La dragona se había acostado sobre el lomo del Celestial, donde permanecía sumida en un sueño intranquilo y tosía de forma espantosa tan a menudo que ya ni se molestaba en abrir los ojos.

Ella y Lily, con la cabeza metida en una gran cuba de madera llena de arena, estaban todavía en mucho mejor estado que el resto de la formación: el pobre Maximus había hecho el viaje hasta la nave en etapas cortas y muy cómodas, y aun así lo había pasado fatal; le habían asignado todo el lado opuesto de la cubierta de dragones y ya estaba durmiendo, ajeno al fortísimo bullicio circundante iniciado en cuanto empezaron los preparativos para zarpar; junto a su costado yacía despatarrado Nitidus, el Azul de Pascal, cuando antes se hubiera instalado cómodamente sobre el lomo del Cobre Regio. Immortalis y Messoria se acurrucaban a los costados de Lily en medio de la cubierta; cada vez tenían un color más parecido al de un limón pálido, como la nata.
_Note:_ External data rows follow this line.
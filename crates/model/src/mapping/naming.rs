//! Default SQL naming convention: `ParentObject` maps to `PARENT_OBJECT`,
//! foreign-key columns are prefixed with `IDFK_`.

pub const FOREIGN_KEY_PREFIX: &str = "IDFK_";

/// Converts a Pascal- or camel-case name to upper snake case.
pub fn to_upper_snake(name: &str) -> String {
    let mut out = String::with_capacity(name.len() + 4);
    let mut prev: Option<char> = None;
    let mut chars = name.chars().peekable();

    while let Some(ch) = chars.next() {
        if ch.is_uppercase()
            && let Some(p) = prev
        {
            let next_is_lower = chars.peek().is_some_and(|n| n.is_lowercase());
            if p.is_lowercase() || p.is_ascii_digit() || (p.is_uppercase() && next_is_lower) {
                out.push('_');
            }
        }
        if ch == '-' || ch == ' ' {
            out.push('_');
        } else {
            out.extend(ch.to_uppercase());
        }
        prev = Some(ch);
    }
    out
}

pub fn table_name(entity: &str) -> String {
    to_upper_snake(entity)
}

pub fn column_name(property: &str) -> String {
    to_upper_snake(property)
}

pub fn foreign_key_column(property: &str) -> String {
    format!("{FOREIGN_KEY_PREFIX}{}", to_upper_snake(property))
}

pub fn link_table_name(owner_table: &str, property: &str) -> String {
    format!("{owner_table}_{}", to_upper_snake(property))
}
—Yo podría levantar las anclas en un periquete. Lo haría bastante más deprisa —añadió Temerario.

Habían levantado los masteleros y las vergas y ahora se afanaban en tirar del ancla de popa. Cuatro hombres jalaban con fuerza del descomunal cabestrante cuádruple, imprescindible para poder levantar el ancla de proa. Los marineros de cubierta ya se habían desnudado de cintura para arriba a pesar del frío matinal para estar más cómodos mientras hacían el esfuerzo. El Celestial habría podido ofrecerles una valiosa ayuda material, de eso no había duda, pero Laurence tenía la impresión de que, tal y como estaban las cosas, esta no iba a ser aceptada.

—Solo debemos hacer una cosa: no estorbar. Se las arreglarán mejor y más deprisa sin nuestra ayuda.

Apoyó la palma de la mano en el costado de Temerario y desvió la mirada de una maniobra en la cual no participaban, para mirar el vasto océano que los aguardaba.